━━ Dataset content

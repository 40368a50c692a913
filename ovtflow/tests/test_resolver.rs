use async_trait::async_trait;
use ovtflow::Resolver;
use ovtspotify::{PlayingStatus, RefreshedTokens, SpotifyApi};
use ovtstore::{
    ConditionKind, Flow, FlowState, LiveStatus, MemoryStore, NowPlaying, NowPlayingSource,
    ResponseComponent,
};
use std::collections::HashMap;
use std::sync::atomic::{AtomicUsize, Ordering};
use std::sync::{Arc, Mutex};
use std::time::Duration;

const FLOW_ID: i64 = 1;
const LOGIN_ID: i64 = 10;

/// Live-status probe counting every evaluation
#[derive(Default)]
struct CountingLive {
    live: HashMap<(i64, i64), bool>,
    calls: AtomicUsize,
}

impl CountingLive {
    fn with_live(mut self, login_id: i64, account_id: i64) -> Self {
        self.live.insert((login_id, account_id), true);
        self
    }

    fn calls(&self) -> usize {
        self.calls.load(Ordering::SeqCst)
    }
}

#[async_trait]
impl LiveStatus for CountingLive {
    async fn is_live(&self, login_id: i64, account_id: i64) -> bool {
        self.calls.fetch_add(1, Ordering::SeqCst);
        *self.live.get(&(login_id, account_id)).unwrap_or(&false)
    }
}

/// Now-playing fake answering from a fixed table and recording releases
#[derive(Default)]
struct FakeNowPlaying {
    playing: HashMap<i64, NowPlaying>,
    releases: Mutex<Vec<(i64, Duration)>>,
}

impl FakeNowPlaying {
    fn with_track(mut self, account_id: i64, title: &str, artists: &[&str]) -> Self {
        self.playing.insert(
            account_id,
            NowPlaying::new(title, artists.iter().map(|a| a.to_string()).collect()),
        );
        self
    }

    fn releases(&self) -> Vec<(i64, Duration)> {
        self.releases.lock().unwrap().clone()
    }
}

#[async_trait]
impl NowPlayingSource for FakeNowPlaying {
    async fn now_playing(&self, _login_id: i64, account_id: i64) -> Option<NowPlaying> {
        self.playing.get(&account_id).cloned()
    }

    async fn release(&self, account_id: i64, grace: Duration) {
        self.releases.lock().unwrap().push((account_id, grace));
    }
}

struct Fixture {
    store: Arc<MemoryStore>,
    live: Arc<CountingLive>,
    now_playing: Arc<FakeNowPlaying>,
    resolver: Resolver,
}

async fn fixture(live: CountingLive, now_playing: FakeNowPlaying) -> Fixture {
    let store = Arc::new(MemoryStore::new());
    store.add_flow(Flow::new(FLOW_ID, LOGIN_ID, "overlay")).await;

    let live = Arc::new(live);
    let now_playing = Arc::new(now_playing);
    let resolver = Resolver::with_providers(store.clone(), live.clone(), now_playing.clone());

    Fixture {
        store,
        live,
        now_playing,
        resolver,
    }
}

fn always(id: i64) -> FlowState {
    FlowState::new(id, FLOW_ID, LOGIN_ID, ConditionKind::Always)
}

fn twitch_live(id: i64, twitch_id: i64) -> FlowState {
    FlowState::new(id, FLOW_ID, LOGIN_ID, ConditionKind::TwitchLive)
        .with_variable("twitch_id", twitch_id)
}

fn never(id: i64) -> FlowState {
    FlowState::new(id, FLOW_ID, LOGIN_ID, ConditionKind::Never)
}

#[tokio::test]
async fn test_flow_with_no_satisfied_state_resolves_empty() {
    let f = fixture(CountingLive::default(), FakeNowPlaying::default()).await;
    f.store
        .set_flow_states(FLOW_ID, vec![never(1), twitch_live(2, 1)])
        .await;

    assert_eq!(f.resolver.resolve(FLOW_ID).await, "");
}

#[tokio::test]
async fn test_first_matching_state_wins_and_later_states_are_not_evaluated() {
    let live = CountingLive::default()
        .with_live(LOGIN_ID, 1)
        .with_live(LOGIN_ID, 2);
    let f = fixture(live, FakeNowPlaying::default()).await;

    f.store
        .set_response_components(
            100,
            vec![ResponseComponent::text(1, 100, LOGIN_ID, "first")],
        )
        .await;
    f.store
        .set_response_components(
            200,
            vec![ResponseComponent::text(2, 200, LOGIN_ID, "second")],
        )
        .await;
    f.store
        .set_flow_states(
            FLOW_ID,
            vec![
                twitch_live(1, 1).with_response(100),
                twitch_live(2, 2).with_response(200),
            ],
        )
        .await;

    assert_eq!(f.resolver.resolve(FLOW_ID).await, "first");
    // The second state was never evaluated
    assert_eq!(f.live.calls(), 1);
}

#[tokio::test]
async fn test_always_selects_without_probing_live_status() {
    let f = fixture(CountingLive::default(), FakeNowPlaying::default()).await;
    f.store
        .set_response_components(100, vec![ResponseComponent::text(1, 100, LOGIN_ID, "on")])
        .await;
    f.store
        .set_flow_states(
            FLOW_ID,
            vec![always(1).with_response(100), twitch_live(2, 1).with_response(100)],
        )
        .await;

    assert_eq!(f.resolver.resolve(FLOW_ID).await, "on");
    assert_eq!(f.live.calls(), 0);
}

#[tokio::test]
async fn test_never_is_skipped_regardless_of_parameters() {
    let live = CountingLive::default().with_live(LOGIN_ID, 1);
    let f = fixture(live, FakeNowPlaying::default()).await;

    f.store
        .set_response_components(100, vec![ResponseComponent::text(1, 100, LOGIN_ID, "skip")])
        .await;
    f.store
        .set_response_components(200, vec![ResponseComponent::text(2, 200, LOGIN_ID, "taken")])
        .await;
    // The Never state carries parameters that would satisfy TwitchLive
    f.store
        .set_flow_states(
            FLOW_ID,
            vec![
                never(1).with_variable("twitch_id", 1).with_response(100),
                always(2).with_response(200),
            ],
        )
        .await;

    assert_eq!(f.resolver.resolve(FLOW_ID).await, "taken");
    assert_eq!(f.live.calls(), 0);
}

#[tokio::test]
async fn test_malformed_live_condition_fails_open() {
    let f = fixture(CountingLive::default(), FakeNowPlaying::default()).await;

    f.store
        .set_response_components(100, vec![ResponseComponent::text(1, 100, LOGIN_ID, "ok")])
        .await;
    // Missing twitch_id, then a non-integer one: both read as false without
    // ever reaching the provider
    let missing = FlowState::new(1, FLOW_ID, LOGIN_ID, ConditionKind::TwitchLive);
    let non_integer = FlowState::new(2, FLOW_ID, LOGIN_ID, ConditionKind::TwitchLive)
        .with_variable("twitch_id", "42");
    f.store
        .set_flow_states(
            FLOW_ID,
            vec![missing, non_integer, always(3).with_response(100)],
        )
        .await;

    assert_eq!(f.resolver.resolve(FLOW_ID).await, "ok");
    assert_eq!(f.live.calls(), 0);
}

#[tokio::test]
async fn test_active_state_without_response_composes_empty() {
    let f = fixture(CountingLive::default(), FakeNowPlaying::default()).await;
    f.store.set_flow_states(FLOW_ID, vec![always(1)]).await;

    assert_eq!(f.resolver.resolve(FLOW_ID).await, "");
}

#[tokio::test]
async fn test_disabled_flow_resolves_empty() {
    let f = fixture(CountingLive::default(), FakeNowPlaying::default()).await;
    let mut flow = Flow::new(FLOW_ID, LOGIN_ID, "overlay");
    flow.enabled = false;
    f.store.add_flow(flow).await;
    f.store
        .set_response_components(100, vec![ResponseComponent::text(1, 100, LOGIN_ID, "on")])
        .await;
    f.store
        .set_flow_states(FLOW_ID, vec![always(1).with_response(100)])
        .await;

    assert_eq!(f.resolver.resolve(FLOW_ID).await, "");
}

#[tokio::test]
async fn test_missing_flow_resolves_empty() {
    let f = fixture(CountingLive::default(), FakeNowPlaying::default()).await;
    assert_eq!(f.resolver.resolve(999).await, "");
}

#[tokio::test]
async fn test_provider_miss_contributes_empty_not_an_error() {
    let f = fixture(CountingLive::default(), FakeNowPlaying::default()).await;

    f.store
        .set_response_components(
            100,
            vec![
                ResponseComponent::text(1, 100, LOGIN_ID, "hello "),
                ResponseComponent::current_song(2, 100, LOGIN_ID, 5),
            ],
        )
        .await;
    f.store
        .set_flow_states(FLOW_ID, vec![always(1).with_response(100)])
        .await;

    assert_eq!(f.resolver.resolve(FLOW_ID).await, "hello ");
    // The missed account was still touched, so it still gets its release
    assert_eq!(f.now_playing.releases().len(), 1);
}

#[tokio::test]
async fn test_bad_account_parameter_only_silences_that_fragment() {
    let now_playing = FakeNowPlaying::default().with_track(5, "Witchcraft", &["Pendulum"]);
    let f = fixture(CountingLive::default(), now_playing).await;

    f.store
        .set_response_components(
            100,
            vec![
                ResponseComponent::new(1, 100, LOGIN_ID, ovtstore::ComponentKind::CurrentSong)
                    .with_variable("spotify_id", "not-a-number"),
                ResponseComponent::text(2, 100, LOGIN_ID, "♪ "),
                ResponseComponent::current_song(3, 100, LOGIN_ID, 5),
            ],
        )
        .await;
    f.store
        .set_flow_states(FLOW_ID, vec![always(1).with_response(100)])
        .await;

    assert_eq!(f.resolver.resolve(FLOW_ID).await, "♪ Witchcraft");
    // Only the well-formed fragment touched an account
    assert_eq!(f.now_playing.releases().len(), 1);
}

#[tokio::test]
async fn test_artist_joining_rules() {
    let now_playing = FakeNowPlaying::default()
        .with_track(1, "T1", &["A"])
        .with_track(2, "T2", &["A", "B"])
        .with_track(3, "T3", &["A", "B", "C"]);
    let f = fixture(CountingLive::default(), now_playing).await;

    f.store
        .set_response_components(
            100,
            vec![
                ResponseComponent::current_artist(1, 100, LOGIN_ID, 1),
                ResponseComponent::text(2, 100, LOGIN_ID, " / "),
                ResponseComponent::current_artist(3, 100, LOGIN_ID, 2),
                ResponseComponent::text(4, 100, LOGIN_ID, " / "),
                ResponseComponent::current_artist(5, 100, LOGIN_ID, 3),
            ],
        )
        .await;
    f.store
        .set_flow_states(FLOW_ID, vec![always(1).with_response(100)])
        .await;

    assert_eq!(f.resolver.resolve(FLOW_ID).await, "A / A & B / A, B & C");
}

#[tokio::test]
async fn test_fragments_append_in_assigned_order() {
    let now_playing = FakeNowPlaying::default().with_track(5, "Track", &["Artist"]);
    let f = fixture(CountingLive::default(), now_playing).await;

    f.store
        .set_response_components(
            100,
            vec![
                ResponseComponent::text(1, 100, LOGIN_ID, "now: "),
                ResponseComponent::current_song(2, 100, LOGIN_ID, 5),
                ResponseComponent::text(3, 100, LOGIN_ID, " by "),
                ResponseComponent::current_artist(4, 100, LOGIN_ID, 5),
            ],
        )
        .await;
    f.store
        .set_flow_states(FLOW_ID, vec![always(1).with_response(100)])
        .await;

    assert_eq!(f.resolver.resolve(FLOW_ID).await, "now: Track by Artist");
}

#[tokio::test]
async fn test_one_release_per_distinct_touched_account() {
    let now_playing = FakeNowPlaying::default()
        .with_track(5, "T5", &["A"])
        .with_track(6, "T6", &["B"]);
    let grace = Duration::from_millis(250);
    let f = fixture(CountingLive::default(), now_playing).await;
    let resolver = Resolver::with_providers(
        f.store.clone(),
        f.live.clone(),
        f.now_playing.clone(),
    )
    .with_release_grace(grace);

    f.store
        .set_response_components(
            100,
            vec![
                ResponseComponent::current_song(1, 100, LOGIN_ID, 5),
                ResponseComponent::current_artist(2, 100, LOGIN_ID, 5),
                ResponseComponent::current_song(3, 100, LOGIN_ID, 6),
            ],
        )
        .await;
    f.store
        .set_flow_states(FLOW_ID, vec![always(1).with_response(100)])
        .await;

    resolver.resolve(FLOW_ID).await;
    assert_eq!(f.now_playing.releases(), vec![(5, grace), (6, grace)]);
}

/// End-to-end wiring through the production builder, with a scripted upstream
mod builder_wiring {
    use super::*;
    use chrono::Utc;
    use ovtstore::SpotifyAccount;

    struct StaticApi;

    #[async_trait]
    impl SpotifyApi for StaticApi {
        async fn currently_playing(
            &self,
            _access_token: &str,
        ) -> ovtspotify::Result<PlayingStatus> {
            Ok(PlayingStatus::Playing(NowPlaying::new(
                "Witchcraft",
                vec!["Pendulum".to_string()],
            )))
        }

        async fn refresh_tokens(
            &self,
            _refresh_token: &str,
        ) -> ovtspotify::Result<RefreshedTokens> {
            Err(ovtspotify::Error::malformed_token("not scripted"))
        }
    }

    #[tokio::test]
    async fn test_builder_stack_resolves_through_provider() {
        let store = Arc::new(MemoryStore::new());
        store.add_flow(Flow::new(FLOW_ID, LOGIN_ID, "overlay")).await;
        store
            .add_spotify_account(SpotifyAccount {
                id: 5,
                login_id: LOGIN_ID,
                label: None,
                user_id: "spotify-user".to_string(),
                access_token: "access".to_string(),
                refresh_token: "refresh".to_string(),
                scopes: vec![],
                validity: Utc::now(),
            })
            .await;
        store
            .set_response_components(
                100,
                vec![
                    ResponseComponent::text(1, 100, LOGIN_ID, "now: "),
                    ResponseComponent::current_song(2, 100, LOGIN_ID, 5),
                ],
            )
            .await;
        store
            .set_flow_states(
                FLOW_ID,
                vec![FlowState::new(1, FLOW_ID, LOGIN_ID, ConditionKind::Always)
                    .with_response(100)],
            )
            .await;

        let resolver = Resolver::builder(store, Arc::new(StaticApi))
            .release_grace(Duration::from_millis(50))
            .build();

        assert_eq!(resolver.resolve(FLOW_ID).await, "now: Witchcraft");
    }
}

━━━━

→ What you are asked to do:
Whenever "HashMap" shows up in a line of the listing, copy that whole line.

→ Expected output:
use std::collections::HashMap;
    live: HashMap<(i64, i64), bool>,
    playing: HashMap<i64, NowPlaying>,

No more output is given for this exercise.